The problem
Could the data below be copied out in full, word for word?

Data to examine

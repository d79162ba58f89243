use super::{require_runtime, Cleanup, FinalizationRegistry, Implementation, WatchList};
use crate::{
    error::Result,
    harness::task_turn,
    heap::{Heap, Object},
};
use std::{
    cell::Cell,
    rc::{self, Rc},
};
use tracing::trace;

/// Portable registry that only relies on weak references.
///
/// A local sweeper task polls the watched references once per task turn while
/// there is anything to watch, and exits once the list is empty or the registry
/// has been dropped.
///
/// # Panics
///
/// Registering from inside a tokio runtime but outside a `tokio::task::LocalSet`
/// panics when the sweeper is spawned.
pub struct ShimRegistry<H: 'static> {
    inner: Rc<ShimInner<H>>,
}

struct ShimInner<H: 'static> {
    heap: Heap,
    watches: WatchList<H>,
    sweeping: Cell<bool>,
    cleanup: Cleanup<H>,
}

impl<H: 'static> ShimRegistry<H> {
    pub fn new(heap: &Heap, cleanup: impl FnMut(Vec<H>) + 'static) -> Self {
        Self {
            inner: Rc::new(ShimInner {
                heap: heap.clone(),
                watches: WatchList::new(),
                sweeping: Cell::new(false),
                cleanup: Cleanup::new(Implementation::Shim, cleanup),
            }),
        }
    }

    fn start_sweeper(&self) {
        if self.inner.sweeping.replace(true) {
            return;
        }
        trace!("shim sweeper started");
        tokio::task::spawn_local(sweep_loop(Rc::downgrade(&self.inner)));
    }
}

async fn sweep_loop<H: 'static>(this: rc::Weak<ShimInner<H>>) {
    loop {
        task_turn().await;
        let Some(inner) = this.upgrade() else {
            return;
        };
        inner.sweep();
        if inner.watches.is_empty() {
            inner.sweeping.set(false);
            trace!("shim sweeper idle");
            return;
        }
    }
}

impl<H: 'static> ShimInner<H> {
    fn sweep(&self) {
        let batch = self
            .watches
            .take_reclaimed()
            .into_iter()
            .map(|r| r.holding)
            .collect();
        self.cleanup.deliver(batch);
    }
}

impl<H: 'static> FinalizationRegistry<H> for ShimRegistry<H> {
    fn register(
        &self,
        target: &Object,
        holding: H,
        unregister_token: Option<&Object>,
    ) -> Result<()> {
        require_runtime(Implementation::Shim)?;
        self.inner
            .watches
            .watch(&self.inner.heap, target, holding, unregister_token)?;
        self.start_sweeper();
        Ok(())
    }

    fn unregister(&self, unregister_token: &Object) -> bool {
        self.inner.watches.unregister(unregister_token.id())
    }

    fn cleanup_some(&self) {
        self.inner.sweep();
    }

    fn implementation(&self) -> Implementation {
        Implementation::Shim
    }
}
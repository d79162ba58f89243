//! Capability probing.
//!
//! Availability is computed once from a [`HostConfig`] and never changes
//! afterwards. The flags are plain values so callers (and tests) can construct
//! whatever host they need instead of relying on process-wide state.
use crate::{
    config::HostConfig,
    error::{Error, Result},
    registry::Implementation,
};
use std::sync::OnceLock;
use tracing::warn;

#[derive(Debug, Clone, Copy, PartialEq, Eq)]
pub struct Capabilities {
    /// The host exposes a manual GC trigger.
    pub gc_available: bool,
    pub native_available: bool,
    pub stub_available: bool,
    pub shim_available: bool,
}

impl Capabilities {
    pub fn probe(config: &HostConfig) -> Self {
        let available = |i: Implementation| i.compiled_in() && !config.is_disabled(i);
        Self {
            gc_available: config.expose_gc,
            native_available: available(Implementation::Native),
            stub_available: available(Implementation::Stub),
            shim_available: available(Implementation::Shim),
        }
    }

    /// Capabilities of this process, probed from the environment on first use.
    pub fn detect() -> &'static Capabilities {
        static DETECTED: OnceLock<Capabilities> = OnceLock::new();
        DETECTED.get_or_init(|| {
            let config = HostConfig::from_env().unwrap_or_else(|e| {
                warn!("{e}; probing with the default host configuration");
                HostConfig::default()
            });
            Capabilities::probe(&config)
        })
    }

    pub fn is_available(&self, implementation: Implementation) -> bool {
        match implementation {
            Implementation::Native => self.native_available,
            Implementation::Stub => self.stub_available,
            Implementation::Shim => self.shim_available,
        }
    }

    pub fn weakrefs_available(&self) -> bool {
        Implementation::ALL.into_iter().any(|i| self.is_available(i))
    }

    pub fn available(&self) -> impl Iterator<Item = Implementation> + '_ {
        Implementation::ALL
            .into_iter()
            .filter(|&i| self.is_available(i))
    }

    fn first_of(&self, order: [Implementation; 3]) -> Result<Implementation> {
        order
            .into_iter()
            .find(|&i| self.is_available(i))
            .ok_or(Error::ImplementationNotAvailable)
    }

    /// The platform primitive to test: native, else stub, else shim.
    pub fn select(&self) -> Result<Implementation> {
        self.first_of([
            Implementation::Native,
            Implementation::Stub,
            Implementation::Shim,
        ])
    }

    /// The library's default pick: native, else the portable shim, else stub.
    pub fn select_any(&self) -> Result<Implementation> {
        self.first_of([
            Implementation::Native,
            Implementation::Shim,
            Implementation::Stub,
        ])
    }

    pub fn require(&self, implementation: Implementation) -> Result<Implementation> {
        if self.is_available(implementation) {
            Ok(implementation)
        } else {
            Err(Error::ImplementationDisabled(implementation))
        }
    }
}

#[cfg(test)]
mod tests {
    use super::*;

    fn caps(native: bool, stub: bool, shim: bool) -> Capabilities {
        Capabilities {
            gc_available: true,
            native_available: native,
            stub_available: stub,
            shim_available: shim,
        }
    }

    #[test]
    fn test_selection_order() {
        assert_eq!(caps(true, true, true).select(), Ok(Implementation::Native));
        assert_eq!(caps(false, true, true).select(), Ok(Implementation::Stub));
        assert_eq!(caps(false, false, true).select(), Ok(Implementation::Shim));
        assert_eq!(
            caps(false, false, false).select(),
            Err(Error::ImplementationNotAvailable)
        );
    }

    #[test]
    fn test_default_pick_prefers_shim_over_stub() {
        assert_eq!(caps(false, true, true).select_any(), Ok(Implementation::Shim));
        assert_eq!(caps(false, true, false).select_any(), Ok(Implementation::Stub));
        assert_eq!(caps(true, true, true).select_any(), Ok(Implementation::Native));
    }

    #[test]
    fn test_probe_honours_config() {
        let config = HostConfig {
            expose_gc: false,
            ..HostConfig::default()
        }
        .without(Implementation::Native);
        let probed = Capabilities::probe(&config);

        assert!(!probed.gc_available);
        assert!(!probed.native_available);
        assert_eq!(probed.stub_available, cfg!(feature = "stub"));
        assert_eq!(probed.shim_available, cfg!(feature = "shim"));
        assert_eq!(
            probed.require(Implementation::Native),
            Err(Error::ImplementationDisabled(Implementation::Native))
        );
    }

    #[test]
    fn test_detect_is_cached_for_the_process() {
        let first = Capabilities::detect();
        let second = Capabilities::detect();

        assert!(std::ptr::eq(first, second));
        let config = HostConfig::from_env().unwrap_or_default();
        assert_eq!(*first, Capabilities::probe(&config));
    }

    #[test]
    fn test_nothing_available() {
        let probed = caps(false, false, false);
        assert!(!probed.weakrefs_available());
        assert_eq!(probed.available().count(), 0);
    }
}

Exercise result
repository d79162ba58f89243
use super::{require_runtime, Cleanup, FinalizationRegistry, Implementation, WatchList};
use crate::{
    error::Result,
    harness::task_turn,
    heap::{Heap, Object},
};
use std::{
    cell::Cell,
    rc::{self, Rc},
};
use tracing::trace;

/// Portable registry that only relies on weak references.
///
/// A local sweeper task polls the watched references once per task turn while
/// there is anything to watch, and exits once the list is empty or the registry
/// has been dropped.
///
/// # Panics
///
/// Registering from inside a tokio runtime but outside a `tokio::task::LocalSet`
/// panics when the sweeper is spawned.
pub struct ShimRegistry<H: 'static> {
    inner: Rc<ShimInner<H>>,
}

struct ShimInner<H: 'static> {
    heap: Heap,
    watches: WatchList<H>,
    sweeping: Cell<bool>,
    cleanup: Cleanup<H>,
}

impl<H: 'static> ShimRegistry<H> {
    pub fn new(heap: &Heap, cleanup: impl FnMut(Vec<H>) + 'static) -> Self {
        Self {
            inner: Rc::new(ShimInner {
                heap: heap.clone(),
                watches: WatchList::new(),
                sweeping: Cell::new(false),
                cleanup: Cleanup::new(Implementation::Shim, cleanup),
            }),
        }
    }

    fn start_sweeper(&self) {
        if self.inner.sweeping.replace(true) {
            return;
        }
        trace!("shim sweeper started");
        tokio::task::spawn_local(sweep_loop(Rc::downgrade(&self.inner)));
    }
}

async fn sweep_loop<H: 'static>(this: rc::Weak<ShimInner<H>>) {
    loop {
        task_turn().await;
        let Some(inner) = this.upgrade() else {
            return;
        };
        inner.sweep();
        if inner.watches.is_empty() {
            inner.sweeping.set(false);
            trace!("shim sweeper idle");
            return;
        }
    }
}

impl<H: 'static> ShimInner<H> {
    fn sweep(&self) {
        let batch = self
            .watches
            .take_reclaimed()
            .into_iter()
            .map(|r| r.holding)
            .collect();
        self.cleanup.deliver(batch);
    }
}

impl<H: 'static> FinalizationRegistry<H> for ShimRegistry<H> {
    fn register(
        &self,
        target: &Object,
        holding: H,
        unregister_token: Option<&Object>,
    ) -> Result<()> {
        require_runtime(Implementation::Shim)?;
        self.inner
            .watches
            .watch(&self.inner.heap, target, holding, unregister_token)?;
        self.start_sweeper();
        Ok(())
    }

    fn unregister(&self, unregister_token: &Object) -> bool {
        self.inner.watches.unregister(unregister_token.id())
    }

    fn cleanup_some(&self) {
        self.inner.sweep();
    }

    fn implementation(&self) -> Implementation {
        Implementation::Shim
    }
}
repository d79162ba58f89243
//! Capability probing.
//!
//! Availability is computed once from a [`HostConfig`] and never changes
//! afterwards. The flags are plain values so callers (and tests) can construct
//! whatever host they need instead of relying on process-wide state.
use crate::{
    config::HostConfig,
    error::{Error, Result},
    registry::Implementation,
};
use std::sync::OnceLock;
use tracing::warn;

#[derive(Debug, Clone, Copy, PartialEq, Eq)]
pub struct Capabilities {
    /// The host exposes a manual GC trigger.
    pub gc_available: bool,
    pub native_available: bool,
    pub stub_available: bool,
    pub shim_available: bool,
}

impl Capabilities {
    pub fn probe(config: &HostConfig) -> Self {
        let available = |i: Implementation| i.compiled_in() && !config.is_disabled(i);
        Self {
            gc_available: config.expose_gc,
            native_available: available(Implementation::Native),
            stub_available: available(Implementation::Stub),
            shim_available: available(Implementation::Shim),
        }
    }

    /// Capabilities of this process, probed from the environment on first use.
    pub fn detect() -> &'static Capabilities {
        static DETECTED: OnceLock<Capabilities> = OnceLock::new();
        DETECTED.get_or_init(|| {
            let config = HostConfig::from_env().unwrap_or_else(|e| {
                warn!("{e}; probing with the default host configuration");
                HostConfig::default()
            });
            Capabilities::probe(&config)
        })
    }

    pub fn is_available(&self, implementation: Implementation) -> bool {
        match implementation {
            Implementation::Native => self.native_available,
            Implementation::Stub => self.stub_available,
            Implementation::Shim => self.shim_available,
        }
    }

    pub fn weakrefs_available(&self) -> bool {
        Implementation::ALL.into_iter().any(|i| self.is_available(i))
    }

    pub fn available(&self) -> impl Iterator<Item = Implementation> + '_ {
        Implementation::ALL
            .into_iter()
            .filter(|&i| self.is_available(i))
    }

    fn first_of(&self, order: [Implementation; 3]) -> Result<Implementation> {
        order
            .into_iter()
            .find(|&i| self.is_available(i))
            .ok_or(Error::ImplementationNotAvailable)
    }

    /// The platform primitive to test: native, else stub, else shim.
    pub fn select(&self) -> Result<Implementation> {
        self.first_of([
            Implementation::Native,
            Implementation::Stub,
            Implementation::Shim,
        ])
    }

    /// The library's default pick: native, else the portable shim, else stub.
    pub fn select_any(&self) -> Result<Implementation> {
        self.first_of([
            Implementation::Native,
            Implementation::Shim,
            Implementation::Stub,
        ])
    }

    pub fn require(&self, implementation: Implementation) -> Result<Implementation> {
        if self.is_available(implementation) {
            Ok(implementation)
        } else {
            Err(Error::ImplementationDisabled(implementation))
        }
    }
}

#[cfg(test)]
mod tests {
    use super::*;

    fn caps(native: bool, stub: bool, shim: bool) -> Capabilities {
        Capabilities {
            gc_available: true,
            native_available: native,
            stub_available: stub,
            shim_available: shim,
        }
    }

    #[test]
    fn test_selection_order() {
        assert_eq!(caps(true, true, true).select(), Ok(Implementation::Native));
        assert_eq!(caps(false, true, true).select(), Ok(Implementation::Stub));
        assert_eq!(caps(false, false, true).select(), Ok(Implementation::Shim));
        assert_eq!(
            caps(false, false, false).select(),
            Err(Error::ImplementationNotAvailable)
        );
    }

    #[test]
    fn test_default_pick_prefers_shim_over_stub() {
        assert_eq!(caps(false, true, true).select_any(), Ok(Implementation::Shim));
        assert_eq!(caps(false, true, false).select_any(), Ok(Implementation::Stub));
        assert_eq!(caps(true, true, true).select_any(), Ok(Implementation::Native));
    }

    #[test]
    fn test_probe_honours_config() {
        let config = HostConfig {
            expose_gc: false,
            ..HostConfig::default()
        }
        .without(Implementation::Native);
        let probed = Capabilities::probe(&config);

        assert!(!probed.gc_available);
        assert!(!probed.native_available);
        assert_eq!(probed.stub_available, cfg!(feature = "stub"));
        assert_eq!(probed.shim_available, cfg!(feature = "shim"));
        assert_eq!(
            probed.require(Implementation::Native),
            Err(Error::ImplementationDisabled(Implementation::Native))
        );
    }

    #[test]
    fn test_detect_is_cached_for_the_process() {
        let first = Capabilities::detect();
        let second = Capabilities::detect();

        assert!(std::ptr::eq(first, second));
        let config = HostConfig::from_env().unwrap_or_default();
        assert_eq!(*first, Capabilities::probe(&config));
    }

    #[test]
    fn test_nothing_available() {
        let probed = caps(false, false, false);
        assert!(!probed.weakrefs_available());
        assert_eq!(probed.available().count(), 0);
    }
}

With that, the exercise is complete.